Material provided Block Start

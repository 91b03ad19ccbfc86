use std::collections::HashSet;
use std::path::{Path, PathBuf};

use chrono::{DateTime, Utc};
use serde::Serialize;
use sha2::{Digest, Sha256};

use vigil_core::VigilError;

/// One staged artifact file.
#[derive(Debug, Clone, Serialize)]
#[serde(rename_all = "camelCase")]
pub struct ArtifactFile {
    /// Path relative to the repository root.
    pub path: PathBuf,
    /// File size in bytes.
    pub size: u64,
    /// SHA-256 content digest, hex encoded.
    pub digest: String,
}

/// Digest manifest written next to the staged files.
///
/// # Examples
///
/// ```no_run
/// use std::path::Path;
/// use vigil_notify::stage_artifacts;
///
/// let manifest = stage_artifacts(
///     Path::new("."),
///     &["reference/**/*.dng".to_string()],
///     Path::new(".vigil/artifacts"),
/// ).unwrap();
/// println!("{} files staged", manifest.files.len());
/// ```
#[derive(Debug, Clone, Serialize)]
#[serde(rename_all = "camelCase")]
pub struct ArtifactManifest {
    /// When the staging happened.
    pub generated_at: DateTime<Utc>,
    /// Staged files, sorted by path.
    pub files: Vec<ArtifactFile>,
}

/// Collect the files matched by `patterns` under `root` into `staging`,
/// preserving relative paths, and write a `manifest.json` digest list.
///
/// Patterns are plain globs, not ignore-aware: build outputs are
/// usually gitignored and must still be collected. A pattern matching
/// nothing stages nothing; the manifest simply omits it.
///
/// # Errors
///
/// Returns [`VigilError::Config`] for an invalid pattern and
/// [`VigilError::Io`] for filesystem failures.
pub fn stage_artifacts(
    root: &Path,
    patterns: &[String],
    staging: &Path,
) -> Result<ArtifactManifest, VigilError> {
    let root_pattern = glob::Pattern::escape(&root.display().to_string());
    let mut seen: HashSet<PathBuf> = HashSet::new();
    let mut files = Vec::new();

    for pattern in patterns {
        let full = format!("{root_pattern}/{pattern}");
        let paths = glob::glob(&full)
            .map_err(|e| VigilError::Config(format!("invalid artifact pattern '{pattern}': {e}")))?;
        for entry in paths {
            let path = entry.map_err(|e| VigilError::Io(e.into()))?;
            stage_path(root, &path, staging, &mut seen, &mut files)?;
        }
    }

    files.sort_by(|a, b| a.path.cmp(&b.path));
    let manifest = ArtifactManifest {
        generated_at: Utc::now(),
        files,
    };

    std::fs::create_dir_all(staging)?;
    let json = serde_json::to_string_pretty(&manifest)?;
    std::fs::write(staging.join("manifest.json"), json)?;

    Ok(manifest)
}

fn stage_path(
    root: &Path,
    path: &Path,
    staging: &Path,
    seen: &mut HashSet<PathBuf>,
    files: &mut Vec<ArtifactFile>,
) -> Result<(), VigilError> {
    if !seen.insert(path.to_path_buf()) {
        return Ok(());
    }
    let metadata = std::fs::metadata(path)?;
    if metadata.is_dir() {
        for entry in std::fs::read_dir(path)? {
            stage_path(root, &entry?.path(), staging, seen, files)?;
        }
        return Ok(());
    }

    let rel = path.strip_prefix(root).unwrap_or(path).to_path_buf();
    let dest = staging.join(&rel);
    if let Some(parent) = dest.parent() {
        std::fs::create_dir_all(parent)?;
    }
    std::fs::copy(path, &dest)?;

    files.push(ArtifactFile {
        path: rel,
        size: metadata.len(),
        digest: file_digest(path)?,
    });
    Ok(())
}

fn file_digest(path: &Path) -> Result<String, VigilError> {
    let content = std::fs::read(path)?;
    let mut hasher = Sha256::new();
    hasher.update(&content);
    Ok(format!("{:x}", hasher.finalize()))
}

/// Commit the staged directory's contents to an auxiliary branch,
/// without touching the working tree or index, and optionally push it.
///
/// The branch is created when absent; otherwise the new commit extends
/// its head. Pushing shells out to `git push origin <branch>` so the
/// ambient credential setup of the CI job applies. Returns the short
/// commit id.
///
/// # Errors
///
/// Returns [`VigilError::Git`] on repository or push failures.
pub fn publish_branch(
    repo_root: &Path,
    branch: &str,
    staging: &Path,
    message: &str,
    push: bool,
) -> Result<String, VigilError> {
    let repo = git2::Repository::discover(repo_root).map_err(git_err)?;

    let tree_id = build_tree(&repo, staging)?;
    let tree = repo.find_tree(tree_id).map_err(git_err)?;

    let signature = repo
        .signature()
        .or_else(|_| git2::Signature::now("vigil", "vigil@localhost"))
        .map_err(git_err)?;

    let refname = format!("refs/heads/{branch}");
    let parent = match repo.find_branch(branch, git2::BranchType::Local) {
        Ok(existing) => Some(existing.get().peel_to_commit().map_err(git_err)?),
        Err(_) => None,
    };
    let parents: Vec<&git2::Commit> = parent.iter().collect();

    let commit_id = repo
        .commit(Some(&refname), &signature, &signature, message, &tree, &parents)
        .map_err(git_err)?;
    let short = commit_id.to_string()[..8].to_string();

    if push {
        let output = std::process::Command::new("git")
            .args(["-C", &repo_root.to_string_lossy(), "push", "origin", branch])
            .output()
            .map_err(|e| VigilError::Git(format!("failed to run git push: {e}")))?;
        if !output.status.success() {
            let stderr = String::from_utf8_lossy(&output.stderr);
            return Err(VigilError::Git(format!(
                "git push failed: {}",
                stderr.trim()
            )));
        }
    }

    Ok(short)
}

// Builds a git tree mirroring `dir`; the staging directory lives
// outside the work tree, so blobs are written from absolute paths.
fn build_tree(repo: &git2::Repository, dir: &Path) -> Result<git2::Oid, VigilError> {
    let mut builder = repo.treebuilder(None).map_err(git_err)?;
    let mut entries: Vec<_> = std::fs::read_dir(dir)
        .map_err(VigilError::Io)?
        .collect::<Result<_, _>>()
        .map_err(VigilError::Io)?;
    entries.sort_by_key(|e| e.file_name());

    for entry in entries {
        let name = entry.file_name();
        if entry.file_type().map_err(VigilError::Io)?.is_dir() {
            let sub = build_tree(repo, &entry.path())?;
            builder
                .insert(Path::new(&name), sub, 0o040000)
                .map_err(git_err)?;
        } else {
            let blob = repo.blob_path(&entry.path()).map_err(git_err)?;
            builder
                .insert(Path::new(&name), blob, 0o100644)
                .map_err(git_err)?;
        }
    }
    builder.write().map_err(git_err)
}

fn git_err(e: git2::Error) -> VigilError {
    VigilError::Git(e.message().to_string())
}

#[cfg(test)]
mod tests {
    use super::*;

    fn write(root: &Path, rel: &str, contents: &[u8]) {
        let path = root.join(rel);
        if let Some(parent) = path.parent() {
            std::fs::create_dir_all(parent).unwrap();
        }
        std::fs::write(path, contents).unwrap();
    }

    #[test]
    fn staging_copies_files_and_writes_manifest() {
        let repo = tempfile::tempdir().unwrap();
        let staging = tempfile::tempdir().unwrap();
        write(repo.path(), "reference/scene1.dng", b"pixels-one");
        write(repo.path(), "reference/night/scene2.dng", b"pixels-two");
        write(repo.path(), "reference/notes.txt", b"not an image");

        let manifest = stage_artifacts(
            repo.path(),
            &["reference/**/*.dng".to_string()],
            staging.path(),
        )
        .unwrap();

        assert_eq!(manifest.files.len(), 2);
        assert_eq!(manifest.files[0].path, PathBuf::from("reference/night/scene2.dng"));
        assert_eq!(manifest.files[1].size, 10);
        assert!(staging.path().join("reference/scene1.dng").exists());
        assert!(!staging.path().join("reference/notes.txt").exists());

        let json = std::fs::read_to_string(staging.path().join("manifest.json")).unwrap();
        let value: serde_json::Value = serde_json::from_str(&json).unwrap();
        assert_eq!(value["files"].as_array().unwrap().len(), 2);
        assert_eq!(value["files"][1]["digest"].as_str().unwrap().len(), 64);
    }

    #[test]
    fn unmatched_pattern_stages_nothing() {
        let repo = tempfile::tempdir().unwrap();
        let staging = tempfile::tempdir().unwrap();
        let manifest =
            stage_artifacts(repo.path(), &["missing/**".to_string()], staging.path()).unwrap();
        assert!(manifest.files.is_empty());
        assert!(staging.path().join("manifest.json").exists());
    }

    #[test]
    fn directory_patterns_recurse() {
        let repo = tempfile::tempdir().unwrap();
        let staging = tempfile::tempdir().unwrap();
        write(repo.path(), "reference/a/x.dng", b"x");
        write(repo.path(), "reference/a/b/y.dng", b"y");

        let manifest =
            stage_artifacts(repo.path(), &["reference/a".to_string()], staging.path()).unwrap();
        assert_eq!(manifest.files.len(), 2);
    }

    fn init_repo(dir: &Path) -> git2::Repository {
        let repo = git2::Repository::init(dir).unwrap();
        {
            let mut config = repo.config().unwrap();
            config.set_str("user.name", "test").unwrap();
            config.set_str("user.email", "test@example.com").unwrap();
        }
        repo
    }

    #[test]
    fn publish_creates_branch_with_staged_tree() {
        let repo_dir = tempfile::tempdir().unwrap();
        let staging = tempfile::tempdir().unwrap();
        init_repo(repo_dir.path());
        write(staging.path(), "reference/scene1.dng", b"pixels");
        write(staging.path(), "manifest.json", b"{}");

        let short = publish_branch(
            repo_dir.path(),
            "ci/reference-images",
            staging.path(),
            "update reference images",
            false,
        )
        .unwrap();
        assert_eq!(short.len(), 8);

        let repo = git2::Repository::open(repo_dir.path()).unwrap();
        let branch = repo
            .find_branch("ci/reference-images", git2::BranchType::Local)
            .unwrap();
        let commit = branch.get().peel_to_commit().unwrap();
        assert_eq!(commit.message(), Some("update reference images"));

        let tree = commit.tree().unwrap();
        assert!(tree.get_path(Path::new("reference/scene1.dng")).is_ok());
        assert!(tree.get_path(Path::new("manifest.json")).is_ok());
    }

    #[test]
    fn publish_extends_existing_branch() {
        let repo_dir = tempfile::tempdir().unwrap();
        let staging = tempfile::tempdir().unwrap();
        init_repo(repo_dir.path());
        write(staging.path(), "scene1.dng", b"v1");

        publish_branch(repo_dir.path(), "ci/refs", staging.path(), "first", false).unwrap();

        write(staging.path(), "scene1.dng", b"v2");
        publish_branch(repo_dir.path(), "ci/refs", staging.path(), "second", false).unwrap();

        let repo = git2::Repository::open(repo_dir.path()).unwrap();
        let branch = repo.find_branch("ci/refs", git2::BranchType::Local).unwrap();
        let head = branch.get().peel_to_commit().unwrap();
        assert_eq!(head.message(), Some("second"));
        assert_eq!(head.parent_count(), 1);
        assert_eq!(head.parent(0).unwrap().message(), Some("first"));
    }
}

Material provided Block End

* [What the task asks]
Counting every line of the records above that has the word "first", state the total and give nothing besides it.

* [Solution for this problem]
2